--- START ---

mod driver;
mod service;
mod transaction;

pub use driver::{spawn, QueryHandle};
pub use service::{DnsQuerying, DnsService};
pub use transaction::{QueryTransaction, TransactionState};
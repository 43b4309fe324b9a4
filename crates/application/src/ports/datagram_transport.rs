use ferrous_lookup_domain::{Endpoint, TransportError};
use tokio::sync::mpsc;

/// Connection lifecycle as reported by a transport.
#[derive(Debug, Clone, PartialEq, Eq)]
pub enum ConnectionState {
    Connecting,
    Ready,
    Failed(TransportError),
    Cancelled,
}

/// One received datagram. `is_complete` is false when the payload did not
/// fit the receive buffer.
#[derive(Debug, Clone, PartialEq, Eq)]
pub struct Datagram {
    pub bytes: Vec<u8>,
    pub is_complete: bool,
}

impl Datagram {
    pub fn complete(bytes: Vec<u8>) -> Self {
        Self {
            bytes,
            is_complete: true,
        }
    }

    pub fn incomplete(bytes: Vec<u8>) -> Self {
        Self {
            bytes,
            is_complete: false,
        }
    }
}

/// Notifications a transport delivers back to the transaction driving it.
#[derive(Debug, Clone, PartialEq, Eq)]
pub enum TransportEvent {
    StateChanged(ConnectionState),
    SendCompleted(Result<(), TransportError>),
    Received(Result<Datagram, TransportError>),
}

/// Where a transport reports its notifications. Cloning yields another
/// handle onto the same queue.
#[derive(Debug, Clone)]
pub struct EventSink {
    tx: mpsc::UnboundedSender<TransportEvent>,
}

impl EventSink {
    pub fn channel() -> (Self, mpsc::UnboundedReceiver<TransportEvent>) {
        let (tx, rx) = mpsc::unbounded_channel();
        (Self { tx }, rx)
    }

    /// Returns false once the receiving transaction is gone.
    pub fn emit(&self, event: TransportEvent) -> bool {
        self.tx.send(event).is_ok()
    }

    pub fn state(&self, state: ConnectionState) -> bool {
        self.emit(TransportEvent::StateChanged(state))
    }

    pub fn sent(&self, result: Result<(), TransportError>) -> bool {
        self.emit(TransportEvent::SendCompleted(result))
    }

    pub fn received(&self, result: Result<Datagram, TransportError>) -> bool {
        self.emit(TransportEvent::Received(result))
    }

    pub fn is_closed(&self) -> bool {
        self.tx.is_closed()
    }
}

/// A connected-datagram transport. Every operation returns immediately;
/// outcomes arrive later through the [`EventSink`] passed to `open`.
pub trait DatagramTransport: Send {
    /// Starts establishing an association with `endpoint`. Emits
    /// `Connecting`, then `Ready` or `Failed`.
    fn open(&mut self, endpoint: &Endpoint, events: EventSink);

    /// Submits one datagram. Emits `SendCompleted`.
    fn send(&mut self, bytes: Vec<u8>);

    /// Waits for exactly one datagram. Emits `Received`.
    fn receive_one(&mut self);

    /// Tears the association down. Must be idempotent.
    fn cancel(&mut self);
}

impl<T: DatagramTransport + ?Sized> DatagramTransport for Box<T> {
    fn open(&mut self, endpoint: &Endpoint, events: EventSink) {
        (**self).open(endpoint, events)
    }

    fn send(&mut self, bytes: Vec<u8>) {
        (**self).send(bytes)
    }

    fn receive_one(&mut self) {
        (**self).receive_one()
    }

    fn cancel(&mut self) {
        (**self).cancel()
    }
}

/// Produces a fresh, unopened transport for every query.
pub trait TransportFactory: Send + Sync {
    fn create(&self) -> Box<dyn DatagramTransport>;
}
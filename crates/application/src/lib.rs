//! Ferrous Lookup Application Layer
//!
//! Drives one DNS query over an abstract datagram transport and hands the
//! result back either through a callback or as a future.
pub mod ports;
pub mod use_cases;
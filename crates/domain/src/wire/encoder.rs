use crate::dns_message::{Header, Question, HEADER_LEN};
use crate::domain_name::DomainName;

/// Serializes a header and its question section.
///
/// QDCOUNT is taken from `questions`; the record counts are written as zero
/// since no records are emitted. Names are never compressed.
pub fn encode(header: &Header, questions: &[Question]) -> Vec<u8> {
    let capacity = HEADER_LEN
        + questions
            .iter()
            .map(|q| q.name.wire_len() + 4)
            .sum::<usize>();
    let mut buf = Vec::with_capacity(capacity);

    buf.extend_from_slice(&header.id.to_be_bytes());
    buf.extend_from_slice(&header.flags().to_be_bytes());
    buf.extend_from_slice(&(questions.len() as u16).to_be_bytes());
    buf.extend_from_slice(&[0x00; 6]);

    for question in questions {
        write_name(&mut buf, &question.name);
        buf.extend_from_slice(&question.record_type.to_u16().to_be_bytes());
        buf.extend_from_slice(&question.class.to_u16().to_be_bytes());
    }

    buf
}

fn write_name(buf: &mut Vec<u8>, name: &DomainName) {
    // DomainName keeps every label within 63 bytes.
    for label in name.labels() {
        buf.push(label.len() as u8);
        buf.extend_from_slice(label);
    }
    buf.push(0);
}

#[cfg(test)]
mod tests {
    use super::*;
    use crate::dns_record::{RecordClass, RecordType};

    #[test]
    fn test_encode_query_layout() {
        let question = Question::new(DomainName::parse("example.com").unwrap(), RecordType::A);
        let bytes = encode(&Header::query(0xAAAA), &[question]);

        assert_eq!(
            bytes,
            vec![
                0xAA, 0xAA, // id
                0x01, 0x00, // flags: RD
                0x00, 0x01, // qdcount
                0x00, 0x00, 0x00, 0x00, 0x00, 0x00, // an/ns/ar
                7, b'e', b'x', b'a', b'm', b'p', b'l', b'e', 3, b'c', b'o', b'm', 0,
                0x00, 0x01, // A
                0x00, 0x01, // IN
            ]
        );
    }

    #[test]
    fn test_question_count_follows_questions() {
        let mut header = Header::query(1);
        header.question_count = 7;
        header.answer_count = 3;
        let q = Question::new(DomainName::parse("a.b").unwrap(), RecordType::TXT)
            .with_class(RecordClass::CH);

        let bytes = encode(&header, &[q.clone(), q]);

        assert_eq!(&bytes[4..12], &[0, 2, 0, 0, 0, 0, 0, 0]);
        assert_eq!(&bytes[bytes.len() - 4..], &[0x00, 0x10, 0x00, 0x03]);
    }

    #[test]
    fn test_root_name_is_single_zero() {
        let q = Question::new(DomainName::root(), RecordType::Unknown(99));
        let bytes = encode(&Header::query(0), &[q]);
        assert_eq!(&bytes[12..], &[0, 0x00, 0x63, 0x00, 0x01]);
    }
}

--- END ---

* Brief: Would you please return all lines of the data that include the word "capacity"?

* Written answer:
    let capacity = HEADER_LEN
    let mut buf = Vec::with_capacity(capacity);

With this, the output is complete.